Ancient history

LSJohn

Verified Member
Joined
Aug 15, 2013
Messages
8,327
It seems that at least once a year archeologists or anthropologists stumble onto something that seems to challenge pre-existing consensus among their peers. I think we're now up to seven varieties of hominids they're calling "human" besides us homo sapiens sapiens. (I actually think there's an undiscovered ninth that produced a small group of fellas from a certain Pacific Island nation.)

I'm intrigued by all the structures around the globe that were put together with huge stones and no mortar, and the dating of some more recently discovered ancient sites. The most amazing to me is at a place in Lebanon called Baalbek. It features 3 stones that have come to be known as the Trilithon, each weighing approximately 750 tons (that's equal to two fully-loaded 747s or 7-10 loaded rail cars.) They form part of the foundation for a Roman structure that may or may not be considerably more recent construction than the Trilithon itself. (Roman building techniques and styles throughout their empire were quite different, and are quite different above the Trilithon.)

The real brain twister is the fact that these stones were mounted on the third level above ground! I look at these the way I look at really good "magic" tricks. How the hell did they do that?

A recent challenge to "conventional wisdom" regarding human history has developed at a place in Turkey called Gobekli Tepe, meaning "Potbelly hill" in Turkish. First discovered in modern times about 50 years ago, serious excavation didn't get underway until the mid '90s when a German archeologits took on the project. It turned out to be much larger and much older than first believed. Only about 20% of the site has been excavated -- or partially excavated -- but ground penetrating radar has shown it to be approximately 1000 feet in diameter. Its main feature is a series of circles composed of 20 foot solid stone pillars with T-shaped tops, some pillars showing intricate carvings of familiar and unfamiliar animals. Arguments about the age of the site have now quieted, with those who claimed it couldn't be 12,000 years old apparently surrendering to two modern methods of dating that have repeatedly yielded similar results.
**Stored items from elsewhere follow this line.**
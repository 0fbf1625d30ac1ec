//! Tracing subscriber setup
//!
//! Stdout carries command output only, so events go to a log file. Nothing is
//! installed unless a filter is configured.

use std::path::PathBuf;

use anyhow::{Context, Result};
use tracing_appender::rolling::{RollingFileAppender, Rotation};
use tracing_subscriber::EnvFilter;

use crate::config::{LogConfig, LogFormat};

/// Installs the global subscriber described by `config`.
///
/// Returns `Ok(false)` when logging is disabled.
pub fn init(config: &LogConfig) -> Result<bool> {
    let Some(directive) = config.filter.as_deref() else {
        return Ok(false);
    };

    let filter = EnvFilter::try_new(directive)
        .with_context(|| format!("invalid log filter: {directive}"))?;
    let appender = file_appender(config)?;

    let builder = tracing_subscriber::fmt()
        .with_env_filter(filter)
        .with_writer(appender)
        .with_ansi(false)
        .with_target(true);

    match config.format {
        LogFormat::Json => builder.json().try_init(),
        LogFormat::Text => builder.try_init(),
    }
    .map_err(|e| anyhow::anyhow!("failed to install tracing subscriber: {e}"))?;

    Ok(true)
}

fn file_appender(config: &LogConfig) -> Result<RollingFileAppender> {
    let file_name = config
        .file
        .file_name()
        .with_context(|| format!("log file has no name: {}", config.file.display()))?;
    let dir = match config.file.parent() {
        Some(dir) if !dir.as_os_str().is_empty() => dir.to_path_buf(),
        _ => PathBuf::from("."),
    };

    std::fs::create_dir_all(&dir)
        .with_context(|| format!("failed to create log directory {}", dir.display()))?;

    RollingFileAppender::builder()
        .rotation(Rotation::NEVER)
        .filename_prefix(file_name.to_string_lossy())
        .build(&dir)
        .with_context(|| format!("failed to open log file {}", config.file.display()))
}
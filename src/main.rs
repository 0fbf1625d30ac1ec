use std::process::ExitCode;

use chatboteval::cli::dispatch;
use chatboteval::config::Config;
use chatboteval::logging;

fn main() -> anyhow::Result<ExitCode> {
    let config = Config::from_env();
    logging::init(&config.log)?;

    Ok(dispatch(std::env::args_os()).emit())
}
The brain-twister here (if you can get past the fact that Man was supposed to be incapable of this 12,000 years ago) is that the entire site appears to have been intentionally buried a relatively short time after its completion (a few hundred years at most.) The burying process would have been far too extensive to have been completed in a short enough time to indicate it was done as the result of an emergency situation, but there could have been a belief in impending emergency of some kind.

The 10,000 BC date estimated for this site matches the re-evaluation of the age of the Sphinx performed by a geologist from (I think it is) Boston U. Robert Schoch claims the weathering shown on the Sphinx could only have been caused by water, not wind and sand. This would place the age of the Spinx no less than 12,000 years old to reflect the last time any substantial volume of water is thought to have been at the site.

Two sites in South America are particularly interesting to me. One site in Bolivia is divided by modern fences and given two names -- Pumapunku and Tiwanaku -- I don't know why. Anyway, these show some incredibly fine stonework that's hard to imagine accomplishing with primitive tools. The other site is Ollantaytambo in Peru. Located far up a mountain it shows an impressive set of terraces and water collection and drainage construction.

Impossible for me to imagine is what was involved in the creation of "The Wall of the Six Megaliths" at Ollantaytambo. These six andesite stones weigh an average of 75 tons each (a loaded boxcar) and are believed to have been quarried at a site on a nearby (2 1/2 miles) mountain. After separating them from bedrock, this would have involved bringing them down 1000 feet, across a river in the valley bottom, and up 1000 feet to their current location. Primitive tools and the absence of the wheel make me go "What the hell!"?

If you like being amazed, google some of these names.